Where is the Free Church in all this? Standing on the side beaming with pride and glowing with barely concealed schadenfreude? God forbid. The Free Church is not the answer to Scotland’s woes. I don’t believe that we have compromised on this issue and in theory we do accept the authority of the Bible. I am profoundly thankful to be in a denomination where the bible is the authority.    But we have much repentance to do and problems of our own.   It is one thing to accept the authority and sufficiency of the Bible and another to act upon that. Traditions, cultures, personality and our own sinfulness often leads to a different kind of compromise. We need humility, renewal and repentance as much, if not more than the Church of Scotland.

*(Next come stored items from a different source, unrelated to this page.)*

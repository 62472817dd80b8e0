//! Vocabulary pairs and the per-level word deck.

use std::collections::{BTreeMap, BTreeSet};
use std::path::Path;

use serde::{Deserialize, Serialize};

use crate::error::ConfigError;
use crate::rng::GameRng;

/// A Chinese word and its English translation.
#[derive(Debug, Clone, PartialEq, Eq, Hash, PartialOrd, Ord, Serialize, Deserialize)]
pub struct WordPair {
    /// Chinese word.
    pub cn: String,
    /// English translation.
    pub en: String,
}

impl WordPair {
    /// Create a pair.
    #[must_use]
    pub fn new(cn: impl Into<String>, en: impl Into<String>) -> Self {
        Self { cn: cn.into(), en: en.into() }
    }

    /// Stand-in pair used when a level has no vocabulary.
    #[must_use]
    pub fn placeholder() -> Self {
        Self::new("空", "Empty")
    }
}

/// Word lists keyed by level.
///
/// Parsed from text where `## Level N` starts a level and each
/// `中文:english` line adds a pair to it. Lines before the first header,
/// blank lines and lines without both halves are ignored.
#[derive(Debug, Clone, Default, PartialEq, Eq)]
pub struct WordBook {
    levels: BTreeMap<u32, Vec<WordPair>>,
}

impl WordBook {
    /// Parse word list text.
    #[must_use]
    pub fn parse(text: &str) -> Self {
        let mut levels: BTreeMap<u32, Vec<WordPair>> = BTreeMap::new();
        let mut current: Option<u32> = None;
        for line in text.lines() {
            let line = line.trim();
            if line.is_empty() {
                continue;
            }
            let lower = line.to_lowercase();
            if let Some(rest) = lower.strip_prefix("## level") {
                current = rest.trim().parse().ok().filter(|&n| n > 0);
                if let Some(n) = current {
                    levels.entry(n).or_default();
                }
                continue;
            }
            let Some((cn, en)) = line.split_once(':') else { continue };
            let (cn, en) = (cn.trim(), en.trim());
            if let Some(level) = current
                && !cn.is_empty()
                && !en.is_empty()
            {
                levels.entry(level).or_default().push(WordPair::new(cn, en));
            }
        }
        Self { levels }
    }

    /// Read and parse a word list file.
    ///
    /// # Errors
    ///
    /// Returns an error if the file cannot be read.
    pub fn load(path: &Path) -> Result<Self, ConfigError> {
        let text = std::fs::read_to_string(path).map_err(|source| ConfigError::Io {
            path: path.display().to_string(),
            source,
        })?;
        Ok(Self::parse(&text))
    }

    /// Pairs for a level, falling back to level 1 when the level is empty.
    #[must_use]
    pub fn pairs_for(&self, level: u32) -> Vec<WordPair> {
        self.levels
            .get(&level)
            .filter(|p| !p.is_empty())
            .or_else(|| self.levels.get(&1))
            .cloned()
            .unwrap_or_default()
    }

    /// Levels present in the book.
    pub fn levels(&self) -> impl Iterator<Item = u32> + '_ {
        self.levels.keys().copied()
    }
}

/// The active level's vocabulary with crushed/available tracking.
///
/// Every pair is in exactly one of the two pools. When the available pool
/// runs dry it is refilled from the full list and the crushed pool cleared.
#[derive(Debug, Clone, PartialEq, Eq)]
pub struct WordDeck {
    pairs: Vec<WordPair>,
    available: Vec<WordPair>,
    crushed: BTreeSet<WordPair>,
    current: Option<WordPair>,
    next: Option<WordPair>,
}

impl WordDeck {
    /// A deck over the given pairs. An empty list becomes the placeholder pair.
    #[must_use]
    pub fn new(pairs: Vec<WordPair>) -> Self {
        let pairs = if pairs.is_empty() { vec![WordPair::placeholder()] } else { pairs };
        Self {
            available: pairs.clone(),
            pairs,
            crushed: BTreeSet::new(),
            current: None,
            next: None,
        }
    }

    /// A deck for one level of a word book.
    #[must_use]
    pub fn from_book(book: &WordBook, level: u32) -> Self {
        Self::new(book.pairs_for(level))
    }

    /// Every pair in the level.
    #[must_use]
    pub fn pairs(&self) -> &[WordPair] {
        &self.pairs
    }

    /// Pairs not yet crushed this cycle.
    #[must_use]
    pub fn available(&self) -> &[WordPair] {
        &self.available
    }

    /// Pairs crushed this cycle.
    #[must_use]
    pub const fn crushed(&self) -> &BTreeSet<WordPair> {
        &self.crushed
    }

    /// The pair currently being asked.
    #[must_use]
    pub const fn current(&self) -> Option<&WordPair> {
        self.current.as_ref()
    }

    /// Make a pair current.
    pub fn set_current(&mut self, pair: WordPair) {
        self.current = Some(pair);
    }

    /// True if the pair was crushed this cycle.
    #[must_use]
    pub fn is_crushed(&self, pair: &WordPair) -> bool {
        self.crushed.contains(pair)
    }

    fn reset(&mut self) {
        self.crushed.clear();
        self.available = self.pairs.clone();
    }

    /// Move a pair to the crushed pool, refilling if the pool empties.
    pub fn mark_crushed(&mut self, pair: &WordPair) {
        if !self.pairs.contains(pair) {
            return;
        }
        self.crushed.insert(pair.clone());
        self.available.retain(|p| p != pair);
        if self.available.is_empty() {
            self.reset();
        }
    }

    /// A random pair from the available pool.
    pub fn draw(&mut self, rng: &mut GameRng) -> WordPair {
        if self.available.is_empty() {
            self.reset();
        }
        rng.choose(&self.available)
            .cloned()
            .unwrap_or_else(WordPair::placeholder)
    }

    /// Set the current pair to the queued next pair, or draw one.
    pub fn draw_current(&mut self, rng: &mut GameRng) {
        let pair = match self.next.take() {
            Some(pair) => pair,
            None => self.draw(rng),
        };
        self.current = Some(pair);
    }

    /// Crush the current pair and queue the next one.
    ///
    /// Returns the crushed pair.
    pub fn advance(&mut self, rng: &mut GameRng) -> Option<WordPair> {
        let done = self.current.take()?;
        self.mark_crushed(&done);
        self.next = Some(self.draw(rng));
        Some(done)
    }

    /// The uncrushed pair whose Chinese word is `cn`.
    #[must_use]
    pub fn live_pair_by_cn(&self, cn: &str) -> Option<WordPair> {
        self.pairs
            .iter()
            .find(|p| p.cn == cn)
            .filter(|p| !self.is_crushed(p))
            .cloned()
    }

    /// The uncrushed pair whose English word is `en`.
    #[must_use]
    pub fn live_pair_by_en(&self, en: &str) -> Option<WordPair> {
        self.pairs
            .iter()
            .find(|p| p.en == en)
            .filter(|p| !self.is_crushed(p))
            .cloned()
    }
}

#[cfg(test)]
mod tests {
    use super::*;

    const SAMPLE: &str = "
intro text: ignored
## Level 1
火:fire
水 : water
bad line
## level 2
木:wood
:missing
## Level 3
";

    fn covers_all(deck: &WordDeck) -> bool {
        let mut all: BTreeSet<WordPair> = deck.available().iter().cloned().collect();
        all.extend(deck.crushed().iter().cloned());
        let expected: BTreeSet<WordPair> = deck.pairs().iter().cloned().collect();
        all == expected && deck.available().iter().all(|p| !deck.is_crushed(p))
    }

    #[test]
    fn test_parse_levels() {
        let book = WordBook::parse(SAMPLE);
        assert_eq!(book.pairs_for(1), vec![WordPair::new("火", "fire"), WordPair::new("水", "water")]);
        assert_eq!(book.pairs_for(2), vec![WordPair::new("木", "wood")]);
        // Empty level falls back to level 1
        assert_eq!(book.pairs_for(3).len(), 2);
        assert_eq!(book.levels().collect::<Vec<_>>(), vec![1, 2, 3]);
    }

    #[test]
    fn test_empty_deck_uses_placeholder() {
        let deck = WordDeck::new(Vec::new());
        assert_eq!(deck.pairs(), &[WordPair::placeholder()]);
    }

    #[test]
    fn test_pools_partition_pairs() {
        let mut deck = WordDeck::from_book(&WordBook::parse(SAMPLE), 1);
        let mut rng = GameRng::new(1);
        assert!(covers_all(&deck));
        deck.draw_current(&mut rng);
        let crushed = deck.advance(&mut rng).unwrap();
        assert!(deck.is_crushed(&crushed));
        assert!(covers_all(&deck));
    }

    #[test]
    fn test_pool_resets_when_exhausted() {
        let mut deck = WordDeck::new(vec![WordPair::new("a", "A"), WordPair::new("b", "B")]);
        deck.mark_crushed(&WordPair::new("a", "A"));
        assert_eq!(deck.available().len(), 1);
        deck.mark_crushed(&WordPair::new("b", "B"));
        assert_eq!(deck.available().len(), 2);
        assert!(deck.crushed().is_empty());
    }

    #[test]
    fn test_advance_queues_next() {
        let mut deck = WordDeck::new(vec![WordPair::new("a", "A"), WordPair::new("b", "B"), WordPair::new("c", "C")]);
        let mut rng = GameRng::new(5);
        deck.draw_current(&mut rng);
        let first = deck.advance(&mut rng).unwrap();
        assert!(deck.current().is_none());
        deck.draw_current(&mut rng);
        assert_ne!(deck.current().unwrap(), &first);
    }

    #[test]
    fn test_live_lookup_skips_crushed() {
        let mut deck = WordDeck::new(vec![WordPair::new("a", "A"), WordPair::new("b", "B")]);
        deck.mark_crushed(&WordPair::new("a", "A"));
        assert!(deck.live_pair_by_cn("a").is_none());
        assert_eq!(deck.live_pair_by_en("B").unwrap().cn, "b");
    }
}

“O God, the Creator and Preserver of all mankind, we humbly beseech you for all sorts and conditions of men; that you would be pleased to make your ways known to them, your saving health to all nations. More especially, we pray for the good estate of the Catholic Church; that is may be so guided and governed by your good Spirit, that all who profess and call themselves Christians may be led into the way of truth, and hold the faith in unity of spirit, in the bond of peace, and in righteousness of life.” (Book of Common Prayer).

The Record Editorial – April 2017















  1. And those of us, in whatever denomination, or independent, who refuse to be ‘moved on’ or to ‘welcome debate’ or to ‘accept another’s viewpoint’ on these matters are simply told we are bigoted, stuck-in-the-mud, barstewards who are unloving and uncaring. Remember though, whatever they say, we love the Lord Jesus Christ, and we love the Word of God. And that’s why we take our stand.

  2. Bravo David. I am a hard man to please and hold a high view of the Church and the Word of God. Your piece was spot on and I pray it gets a wide audience.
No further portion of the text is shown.